I reject any suggestion that perceived error in the trial court’s bifurcation order impacts the appealability question. The majority is convinced that the trial court erred in bifurcating the plaintiffs’ (the Morrows) claims against the Magnolia Place nursing home and corporate defendants (Fundamental Entities). The majority agrees with the Morrows that the trial court order “is based on a material misunderstanding of their claims” and that “the trial court order conflates the theories of vicarious liability and direct liability.” After discussing the law concerning direct and vicarious liability, the majority “finds that the trial court’s order misapprehended the nature of the Morrows’ claims against the Fundamental Entities.” This perceived error in the bifurcation order, in my judgment, is a central feature of today’s decision. Yet, error *541in an order granting or denying bifurcation does not transform the order into an appealable one.

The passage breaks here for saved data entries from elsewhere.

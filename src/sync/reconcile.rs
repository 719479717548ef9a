use crate::error::SyncErrorCode;
use crate::sync::extract::extract_summary;
use crate::sync::index::{IndexEntry, SaveIndex, load_index, save_index};
use crate::sync::payload::SavePayload;
use crate::sync::slot::SlotId;
use crate::sync::storage::SaveStorage;
use crate::sync::util::now_epoch_millis;
use anyhow::Result;
use serde::Serialize;
use tracing::{error, info, warn};

/// Everything entry synthesis needs besides storage.
#[derive(Debug, Clone)]
pub struct SynthesisContext {
    pub index_name: String,
    pub game_title: String,
    pub max_battle_members: usize,
    pub clock: fn() -> i64,
}

impl SynthesisContext {
    pub fn new(index_name: &str, game_title: &str, max_battle_members: usize) -> Self {
        Self {
            index_name: index_name.to_string(),
            game_title: game_title.to_string(),
            max_battle_members,
            clock: now_epoch_millis,
        }
    }
}

#[derive(Debug, Clone, PartialEq, Eq, Serialize)]
#[serde(tag = "status", rename_all = "snake_case")]
pub enum SynthesisStatus {
    Restored,
    Partial { failed_fields: Vec<&'static str> },
    Placeholder { reason: String },
}

#[derive(Debug, Clone)]
pub struct Synthesis {
    pub entry: IndexEntry,
    pub status: SynthesisStatus,
}

#[derive(Debug, Clone, Copy, PartialEq, Eq, Serialize)]
#[serde(rename_all = "snake_case")]
pub enum SlotDivergence {
    /// Save file present, index entry missing.
    MissingEntry,
    /// Index entry present, save file missing.
    StaleEntry,
}

#[derive(Debug, Clone, PartialEq, Eq, Serialize)]
#[serde(tag = "action", rename_all = "snake_case")]
pub enum SlotActionKind {
    Restored(SynthesisStatus),
    Removed,
}

#[derive(Debug, Clone, PartialEq, Eq, Serialize)]
pub struct SlotAction {
    pub slot: SlotId,
    #[serde(flatten)]
    pub kind: SlotActionKind,
}

#[derive(Debug, Clone)]
pub struct ReconcileOutcome {
    pub index: SaveIndex,
    pub changed: bool,
    pub actions: Vec<SlotAction>,
}

impl ReconcileOutcome {
    pub fn restored_slots(&self) -> Vec<SlotId> {
        self.actions
            .iter()
            .filter(|a| matches!(a.kind, SlotActionKind::Restored(_)))
            .map(|a| a.slot)
            .collect()
    }

    pub fn removed_slots(&self) -> Vec<SlotId> {
        self.actions
            .iter()
            .filter(|a| a.kind == SlotActionKind::Removed)
            .map(|a| a.slot)
            .collect()
    }
}

/// Slots whose index presence disagrees with disk presence, ascending.
pub fn divergences<S: SaveStorage + ?Sized>(
    storage: &S,
    index: &SaveIndex,
) -> Vec<(SlotId, SlotDivergence)> {
    (0..=storage.max_savefiles())
        .filter_map(|slot| {
            match (storage.save_exists(slot), index.contains(slot)) {
                (true, false) => Some((slot, SlotDivergence::MissingEntry)),
                (false, true) => Some((slot, SlotDivergence::StaleEntry)),
                _ => None,
            }
        })
        .collect()
}

/// Build an index entry for `slot` from its save payload. Never fails: an
/// unreadable payload yields a placeholder, a partly readable one keeps every
/// field that could be extracted.
pub fn synthesize<S: SaveStorage + ?Sized>(
    storage: &S,
    slot: SlotId,
    ctx: &SynthesisContext,
) -> Synthesis {
    warn!(slot, "restoring save info");
    let mut entry = IndexEntry::placeholder(&ctx.game_title, (ctx.clock)());

    let save_name = storage.make_savename(slot);
    let payload = match storage.load_object(&save_name) {
        Ok(raw) => SavePayload::new(raw),
        Err(err) => {
            error!(
                slot,
                save_name = %save_name,
                code = SyncErrorCode::E004PayloadUnreadable.as_str(),
                error = %format!("{err:#}"),
                "could not load save payload; keeping placeholder info"
            );
            warn!(slot, "the save can still be loaded from the menu");
            return Synthesis {
                entry,
                status: SynthesisStatus::Placeholder {
                    reason: format!("{err:#}"),
                },
            };
        }
    };

    let extraction = extract_summary(&payload, ctx.max_battle_members);
    let failed_fields: Vec<&'static str> = extraction
        .failures()
        .into_iter()
        .map(|(field, err)| {
            error!(
                slot,
                field,
                save_name = %save_name,
                code = SyncErrorCode::E005PartialExtraction.as_str(),
                error = %err,
                "failed to restore save info field"
            );
            field
        })
        .collect();

    entry.characters = extraction.characters.into_value();
    entry.faces = extraction.faces.into_value();
    entry.playtime = extraction.playtime.into_value();

    let status = if failed_fields.is_empty() {
        info!(slot, "save info restored");
        SynthesisStatus::Restored
    } else {
        warn!(slot, "the save can still be loaded from the menu");
        SynthesisStatus::Partial { failed_fields }
    };
    Synthesis { entry, status }
}

/// One pass over every slot: restore entries for orphaned saves, drop entries
/// whose save is gone. Slots are visited in ascending order.
pub fn reconcile<S: SaveStorage + ?Sized>(
    storage: &S,
    mut index: SaveIndex,
    ctx: &SynthesisContext,
) -> ReconcileOutcome {
    let mut actions = Vec::new();
    for (slot, divergence) in divergences(storage, &index) {
        let kind = match divergence {
            SlotDivergence::MissingEntry => {
                let synthesis = synthesize(storage, slot, ctx);
                index.insert(slot, synthesis.entry);
                SlotActionKind::Restored(synthesis.status)
            }
            SlotDivergence::StaleEntry => {
                info!(slot, "removing index entry for missing save");
                index.remove(slot);
                SlotActionKind::Removed
            }
        };
        actions.push(SlotAction { slot, kind });
    }

    ReconcileOutcome {
        index,
        changed: !actions.is_empty(),
        actions,
    }
}

pub fn load_and_repair<S: SaveStorage + ?Sized>(
    storage: &S,
    ctx: &SynthesisContext,
) -> ReconcileOutcome {
    let index = load_index(storage, &ctx.index_name);
    reconcile(storage, index, ctx)
}

/// Write the index back only when the pass changed it.
pub fn persist_if_changed<S: SaveStorage + ?Sized>(
    storage: &S,
    ctx: &SynthesisContext,
    outcome: &ReconcileOutcome,
) -> Result<bool> {
    if !outcome.changed {
        return Ok(false);
    }
    save_index(storage, &ctx.index_name, &outcome.index)?;
    info!(
        index = %ctx.index_name,
        entries = outcome.index.len(),
        "save index persisted"
    );
    Ok(true)
}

Even if I were to accept the Court’s premise of error in the bifurcation order, I would still resist the temptation to find the interlocutory order immediately appealable. This is because the Morrows are in no manner precluded from appealing a subsequent, and truly final, order preventing their claims against the Fundamental Entities from going forward.1 The Court nevertheless concludes that the trial court order implicates a “substantial right” pursuant to section 14-3-330(2)(a), which allows an appeal from an interlocutory order when the order “in effect determines the action and prevents a judgment from which an appeal might be taken or discontinues the action.” The bifurcation order before us neither discontinues their action against the Fundamental Entities nor prevents a judgment from which an appeal may be taken should (and we are speculating) the Morrows be precluded from pursuing their claims against the Fundamental Entities.
I am concerned that today’s loose construction of section 14-3-330 undermines the final judgment rule. I would affirm the court of appeals.
PLEICONES, J., concurs.

. This highlights another concern. Assuming the Morrows’ claim against Magnolia Place is successful, the additional claims against the Fundamental Entities would proceed in the normal course pursuant to the bifurcation order. In that event, the Morrows would have no reason to appeal.